I mention this to show you how diffident we should be in our opinions upon these subjects, how slow we should be to condemn men because they do not come up to the mark laid down in books. The truth, in fact is, that they go beyond it—that they are wiser than the authors of such books.

Can we distinguish by acoustic signs alone, the inorganic from the organic murmur? The answer to that question is simply,—that in the present state of our knowledge, there are many cases in which we cannot do so ; that there is no special acoustic character by which you can distinguish one of these phenomena from the other. This looks like a depreciating statement, as far as diagnosis is concerned ; but the cause of diagnosis would be much more injured by attributing to it powers which it does not possess, than by confessing its deficiencies. The diagnosis, in the case in question, is to be drawn from other circumstances.

The great mistake, gentlemen, that was made-I am happy to say that it is now going out very fast,-in connection with auscultation generally, was this, it was supposed that every disease had its special acoustic sign, and consequently the attention of students and physicians was directed to the study of those signs in a purely mechanical point of view, merely to the observation of their acoustic characters.

There can be no doubt that it is of the greatest possible importance to study carefully every thing connected with a diseased organ, both its physical and its vital phenomena ; but what you have to learn specially is this, not so much how to detect the sign or how to recognize it, as to know how to reason upon a particular sign when you have discovered it.

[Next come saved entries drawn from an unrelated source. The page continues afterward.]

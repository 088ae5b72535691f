//! Loading of the `.asf.yaml` configuration document.
//!
//! The document is a mapping from feature name to an arbitrary subtree. The
//! `meta` key is reserved for engine directives (requested environment and
//! environment-scoped overrides) and is split off at parse time.
pub mod environment;
pub mod schema;
pub mod validation;

use std::path::Path;

use serde_yaml::{Mapping, Value};

use crate::error::DocumentError;
use environment::Environment;
use schema::{Field, Schema};

/// Conventional file name of the configuration document.
pub const DOCUMENT_NAME: &str = ".asf.yaml";

/// Reserved top-level key holding engine directives.
pub const META_KEY: &str = "meta";

/// A parsed configuration document.
#[derive(Debug, Clone, PartialEq, Default)]
pub struct Document {
    source_name: String,
    sections: Mapping,
    meta: Meta,
}

/// Engine directives from the `meta` section.
#[derive(Debug, Clone, PartialEq, Default)]
pub struct Meta {
    /// Environment requested by the document, if any.
    pub environment: Option<String>,
    /// Feature overrides keyed by environment name, in document order.
    pub overrides: Vec<(String, Mapping)>,
}

fn meta_schema() -> Schema {
    Schema::map([
        Field::optional("environment", Schema::NonEmptyStr),
        Field::optional("overrides", Schema::map_of(Schema::map_of(Schema::Any))),
    ])
}

impl Document {
    /// Parse a document from YAML text.
    ///
    /// An empty document is an empty mapping.
    ///
    /// # Errors
    ///
    /// Returns [`DocumentError::Parse`] for malformed YAML,
    /// [`DocumentError::NotAMapping`] when the root is not a mapping with string
    /// keys, and [`DocumentError::Meta`] for a malformed `meta` section.
    pub fn parse(source: &str, source_name: &str) -> Result<Self, DocumentError> {
        let root: Value = serde_yaml::from_str(source).map_err(|e| DocumentError::Parse {
            source_name: source_name.to_string(),
            message: e.to_string(),
        })?;

        let mapping = match root {
            Value::Null => Mapping::new(),
            Value::Mapping(m) => m,
            other => {
                return Err(DocumentError::NotAMapping {
                    source_name: source_name.to_string(),
                    found: schema::kind(&other).to_string(),
                });
            }
        };

        if let Some(key) = mapping.keys().find(|k| !k.is_string()) {
            return Err(DocumentError::NotAMapping {
                source_name: source_name.to_string(),
                found: format!("a mapping with {} keys", schema::kind(key)),
            });
        }

        let mut meta_raw = None;
        let mut sections = Mapping::new();
        for (key, value) in mapping {
            if key.as_str() == Some(META_KEY) {
                meta_raw = Some(value);
            } else {
                sections.insert(key, value);
            }
        }
        let meta = match meta_raw {
            Some(raw) => parse_meta(raw)?,
            None => Meta::default(),
        };

        Ok(Self {
            source_name: source_name.to_string(),
            sections,
            meta,
        })
    }

    /// Read and parse a document from disk.
    ///
    /// # Errors
    ///
    /// Returns [`DocumentError::Io`] if the file cannot be read, or any error
    /// from [`Document::parse`].
    pub fn load(path: &Path) -> Result<Self, DocumentError> {
        let content = std::fs::read_to_string(path).map_err(|source| DocumentError::Io {
            path: path.display().to_string(),
            source,
        })?;
        let name = path
            .file_name()
            .map_or_else(|| path.display().to_string(), |n| n.to_string_lossy().into_owned());
        Self::parse(&content, &name)
    }

    /// File name or label the document was parsed from.
    #[must_use]
    pub fn source_name(&self) -> &str {
        &self.source_name
    }

    /// Top-level feature keys in document order (excluding `meta`).
    pub fn keys(&self) -> impl Iterator<Item = &str> {
        self.sections.keys().filter_map(Value::as_str)
    }

    /// Raw subtree addressed to `name`.
    #[must_use]
    pub fn section(&self, name: &str) -> Option<&Value> {
        self.sections.get(name)
    }

    /// All feature sections.
    #[must_use]
    pub const fn sections(&self) -> &Mapping {
        &self.sections
    }

    /// Engine directives.
    #[must_use]
    pub const fn meta(&self) -> &Meta {
        &self.meta
    }

    /// Overrides scoped to `environment`, if the document declares any.
    #[must_use]
    pub fn overrides_for(&self, environment: &str) -> Option<&Mapping> {
        self.meta
            .overrides
            .iter()
            .find(|(name, _)| name == environment)
            .map(|(_, overlay)| overlay)
    }
}

fn parse_meta(raw: Value) -> Result<Meta, DocumentError> {
    if let Some(first) = meta_schema().validate(&raw, META_KEY).into_iter().next() {
        return Err(DocumentError::Meta {
            path: first.path,
            message: first.message,
        });
    }

    let mut meta = Meta::default();
    let Value::Mapping(mut map) = raw else {
        return Ok(meta);
    };
    meta.environment = map
        .remove("environment")
        .and_then(|v| v.as_str().map(str::to_string));
    if let Some(Value::Mapping(overrides)) = map.remove("overrides") {
        for (env, overlay) in overrides {
            let Some(env) = env.as_str() else {
                continue;
            };
            let env = Environment::new(env).map_err(|e| DocumentError::Meta {
                path: format!("{META_KEY}.overrides.{env}"),
                message: e.to_string(),
            })?;
            let overlay = match overlay {
                Value::Mapping(m) => m,
                _ => Mapping::new(),
            };
            meta.overrides.push((env.as_str().to_string(), overlay));
        }
    }
    Ok(meta)
}

#[cfg(test)]
#[allow(
    clippy::expect_used,
    clippy::unwrap_used,
    clippy::indexing_slicing,
    clippy::panic
)]
mod tests {
    use super::*;

    #[test]
    fn empty_document_is_empty_mapping() {
        let doc = Document::parse("", DOCUMENT_NAME).unwrap();
        assert_eq!(doc.keys().count(), 0);
        assert_eq!(doc.meta(), &Meta::default());
    }

    #[test]
    fn keys_preserve_document_order() {
        let doc = Document::parse("publish: {}\ngithub: {}\nnotifications: {}", "x").unwrap();
        assert_eq!(
            doc.keys().collect::<Vec<_>>(),
            vec!["publish", "github", "notifications"]
        );
    }

    #[test]
    fn malformed_yaml_is_parse_error() {
        let err = Document::parse("github:\n  description: [unclosed", ".asf.yaml").unwrap_err();
        assert!(matches!(err, DocumentError::Parse { .. }));
        assert!(err.to_string().starts_with("malformed document .asf.yaml"));
    }

    #[test]
    fn non_mapping_root_is_rejected() {
        let err = Document::parse("- github\n- publish", "x").unwrap_err();
        assert!(matches!(
            err,
            DocumentError::NotAMapping { ref found, .. } if found == "a list"
        ));
    }

    #[test]
    fn non_string_top_level_keys_are_rejected() {
        let err = Document::parse("1: a", "x").unwrap_err();
        assert!(matches!(err, DocumentError::NotAMapping { .. }));
    }

    #[test]
    fn meta_is_split_off() {
        let doc = Document::parse(
            "meta:\n  environment: testing\n  overrides:\n    testing:\n      github:\n        description: test copy\ngithub:\n  description: real\n",
            "x",
        )
        .unwrap();
        assert_eq!(doc.keys().collect::<Vec<_>>(), vec!["github"]);
        assert_eq!(doc.meta().environment.as_deref(), Some("testing"));
        let overlay = doc.overrides_for("testing").unwrap();
        assert!(overlay.contains_key("github"));
        assert!(doc.overrides_for("production").is_none());
    }

    #[test]
    fn malformed_override_environment_is_rejected_with_path() {
        let err = Document::parse(
            "meta:\n  overrides:\n    Prod_Uppercase:\n      github: {}\n",
            "x",
        )
        .unwrap_err();
        match err {
            DocumentError::Meta { path, message } => {
                assert_eq!(path, "meta.overrides.Prod_Uppercase");
                assert!(message.contains("invalid environment name"), "{message}");
            }
            other => panic!("unexpected error: {other}"),
        }
    }

    #[test]
    fn malformed_meta_is_rejected_with_path() {
        let err = Document::parse("meta:\n  environment: [a]", "x").unwrap_err();
        match err {
            DocumentError::Meta { path, message } => {
                assert_eq!(path, "meta.environment");
                assert!(message.contains("expected a string"));
            }
            other => panic!("unexpected error: {other}"),
        }
    }

    #[test]
    fn unknown_meta_key_is_rejected() {
        let err = Document::parse("meta:\n  flavour: x", "x").unwrap_err();
        assert!(matches!(err, DocumentError::Meta { ref path, .. } if path == "meta.flavour"));
    }

    #[test]
    fn load_reads_file_and_uses_file_name() {
        let dir = tempfile::tempdir().unwrap();
        let path = dir.path().join(DOCUMENT_NAME);
        std::fs::write(&path, "github:\n  description: hi\n").unwrap();
        let doc = Document::load(&path).unwrap();
        assert_eq!(doc.source_name(), DOCUMENT_NAME);
        assert!(doc.section("github").is_some());
    }

    #[test]
    fn load_missing_file_is_io_error() {
        let dir = tempfile::tempdir().unwrap();
        let err = Document::load(&dir.path().join("absent.yaml")).unwrap_err();
        assert!(matches!(err, DocumentError::Io { .. }));
    }
}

Bear this in mind always, that there is no pathognomic physical sign of any disease whatsoever. This cannot be too strongly stated ; and I believe that we might go further, and say, that there is no combination of mere physical signs which, excluding the history and vital symptoms, can be justly considered to be pathognomic; at all events, if there be such a combination, it is one of extreme rarity indeed. We hear of certain murmurs being pathognomic signs of this and that disease of the heart,-of friction sounds being pathognomic of pleurisy-of crepitating râles being pathognomic of pneumonia-of amphoric sounds being pathognomic of effusion into the pleura. All this is wrong; it is based upon error; and you must expunge it altogether from your minds, if you wish to be accomplished physicians, investigators of truth, and faithful observers of disease as it is found at the bedside.—Medical Times.

[There is one observation by Dr Stokes with which we would beg leave to differ, viz., that, when he tells students that they have not so much to learn how to detect and recognise signs, as how to reason upon them. While granting the full importance of reasoning correctly, the great difficulty we have experienced in teaching clinically, is undoubtedly causing the students accurately to make out the signs and symptoms. We need scarcely say that unless the facts are ascertained with exactitude in the first instance, all subsequent reasoning must be erroneous.]